The names of the properties on this state are the same as the state variable string names in the coefficients.

In the aircraft coefficient table above, each coefficient in the "Alpha" column is multiplied by the "Alpha" property in the state if "MultiplyStateVariables" is on.

This action applies for every state variable in every coefficient on the aircraft.

Some states are dependent states and depend on other properties within the state itself.

If a state depends on properties within the environment, you must define the current flying environment as well.

Define the current flying environment using the aircraftEnvironment function or by assigning to the environment directly on the state.

environment = aircraftEnvironment(aircraft, "ISA", 0)
environment = 
  Environment with properties:

    WindVelocity: [0 0 0]
         Density: 1.2250
     Temperature: 288.1500
        Pressure: 101325
    SpeedOfSound: 340.2941
         Gravity: 9.8100
      Properties: [1x1 Aero.Aircraft.Properties]

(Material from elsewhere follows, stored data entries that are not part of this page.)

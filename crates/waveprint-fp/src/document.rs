//! Document structures and codecs

use serde::{Deserialize, Serialize};
use std::path::Path;

/// Current document format version
pub const FORMAT_VERSION: &str = "1.0";

/// Complete per-work fingerprint document
#[derive(Debug, Clone, Serialize, Deserialize)]
pub struct WorkDocument {
    pub version: String,
    pub work: DocWork,
    pub num_records: usize,
    pub records: Vec<DocRecord>,
}

/// Work metadata embedded in a document
#[derive(Debug, Clone, Serialize, Deserialize)]
pub struct DocWork {
    pub id: u32,
    pub title: String,
    pub author: String,
    /// Normalized dedup key derived from title and author
    pub key: String,
    pub created_at: String,
}

/// One stored fingerprint: a 32-bit landmark address and the anchor
/// offset within the work, in milliseconds
#[derive(Debug, Clone, Copy, PartialEq, Eq, Serialize, Deserialize)]
pub struct DocRecord {
    pub address: u32,
    pub anchor_ms: u32,
}

impl WorkDocument {
    /// Create an empty document for a freshly registered work
    pub fn new(id: u32, title: String, author: String, key: String) -> Self {
        Self {
            version: FORMAT_VERSION.to_string(),
            work: DocWork {
                id,
                title,
                author,
                key,
                created_at: chrono::Utc::now().to_rfc3339(),
            },
            num_records: 0,
            records: Vec::new(),
        }
    }

    /// Replace the record list, keeping `num_records` in sync
    pub fn set_records(&mut self, records: Vec<DocRecord>) {
        self.num_records = records.len();
        self.records = records;
    }

    /// Save to JSON file
    pub fn save(&self, path: &Path) -> anyhow::Result<()> {
        let json_str = serde_json::to_string(self)?;
        std::fs::write(path, json_str)?;
        Ok(())
    }

    /// Load from JSON file
    pub fn load(path: &Path) -> anyhow::Result<Self> {
        let json_str = std::fs::read_to_string(path)?;
        let doc: WorkDocument = serde_json::from_str(&json_str)?;
        Ok(doc)
    }

    /// Save to BSON file
    pub fn save_bson(&self, path: &Path) -> anyhow::Result<()> {
        let bson_data = bson::to_vec(self)?;
        std::fs::write(path, bson_data)?;
        Ok(())
    }

    /// Load from BSON file
    pub fn load_bson(path: &Path) -> anyhow::Result<Self> {
        let bson_data = std::fs::read(path)?;
        let doc: WorkDocument = bson::from_slice(&bson_data)?;
        Ok(doc)
    }

    /// Load from file, picking the codec from the extension
    pub fn load_auto(path: &Path) -> anyhow::Result<Self> {
        let extension = path.extension().and_then(|s| s.to_str()).unwrap_or("json");

        match extension {
            "bson" => Self::load_bson(path),
            _ => Self::load(path),
        }
    }
}

#[cfg(test)]
mod tests {
    use super::*;

    fn sample_document() -> WorkDocument {
        let mut doc = WorkDocument::new(
            7,
            "The Raven".to_string(),
            "Edgar Allan Poe".to_string(),
            "the raven---edgar allan poe".to_string(),
        );
        doc.set_records(vec![
            DocRecord { address: 0x1604_00FA, anchor_ms: 1000 },
            DocRecord { address: 0x0B02_802E, anchor_ms: 2500 },
        ]);
        doc
    }

    #[test]
    fn test_json_round_trip() {
        let doc = sample_document();

        let json_str = serde_json::to_string(&doc).unwrap();
        let loaded: WorkDocument = serde_json::from_str(&json_str).unwrap();

        assert_eq!(loaded.version, FORMAT_VERSION);
        assert_eq!(loaded.work.id, 7);
        assert_eq!(loaded.work.key, doc.work.key);
        assert_eq!(loaded.num_records, 2);
        assert_eq!(loaded.records, doc.records);
    }

    #[test]
    fn test_bson_round_trip() {
        let doc = sample_document();

        let bson_data = bson::to_vec(&doc).unwrap();
        let loaded: WorkDocument = bson::from_slice(&bson_data).unwrap();

        assert_eq!(loaded.work.title, doc.work.title);
        assert_eq!(loaded.work.author, doc.work.author);
        assert_eq!(loaded.records.len(), doc.records.len());
        assert_eq!(loaded.records[0], doc.records[0]);
    }

    #[test]
    fn test_set_records_updates_count() {
        let mut doc = sample_document();
        doc.set_records(Vec::new());
        assert_eq!(doc.num_records, 0);
        assert!(doc.records.is_empty());
    }
}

state.Environment = environment
state = 
  State with properties:

                    Alpha: 0
                     Beta: 0
                 AlphaDot: 0
                  BetaDot: 0
                     Mass: 0
                  Inertia: [3x3 table]
          CenterOfGravity: [0 0 0]
         CenterOfPressure: [0 0 0]
              AltitudeMSL: 0
             GroundHeight: 0
                       XN: 0
                       XE: 0
                       XD: 0
                        U: 50
                        V: 0
                        W: 0
                      Phi: 0
                    Theta: 0
                      Psi: 0
                        P: 0
                        Q: 0
                        R: 0
                   Weight: 0
              AltitudeAGL: 0
                 Airspeed: 50
              GroundSpeed: 50
               MachNumber: 0.1469
             BodyVelocity: [50 0 0]
           GroundVelocity: [50 0 0]
                       Ur: 50
                       Vr: 0
                       Wr: 0
          FlightPathAngle: 0
              CourseAngle: 0
     InertialToBodyMatrix: [3x3 double]
     BodyToInertialMatrix: [3x3 double]
         BodyToWindMatrix: [3x3 double]
         WindToBodyMatrix: [3x3 double]
    BodyToStabilityMatrix: [3x3 double]
    StabilityToBodyMatrix: [3x3 double]
          DynamicPressure: 1.5312e+03
              Environment: [1x1 Aero.Aircraft.Environment]
            ControlStates: [1x6 Aero.Aircraft.ControlState]
         OutOfRangeAction: "Limit"
         DiagnosticAction: "Warning"
               Properties: [1x1 Aero.Aircraft.Properties]
               UnitSystem: "Metric"
        TemperatureSystem: "Kelvin"
              AngleSystem: "Radians"

The environment is assumed to be the same unit system as the state. It is important to keep these unit systems aligned and to align the unit systems between each state and aircraft.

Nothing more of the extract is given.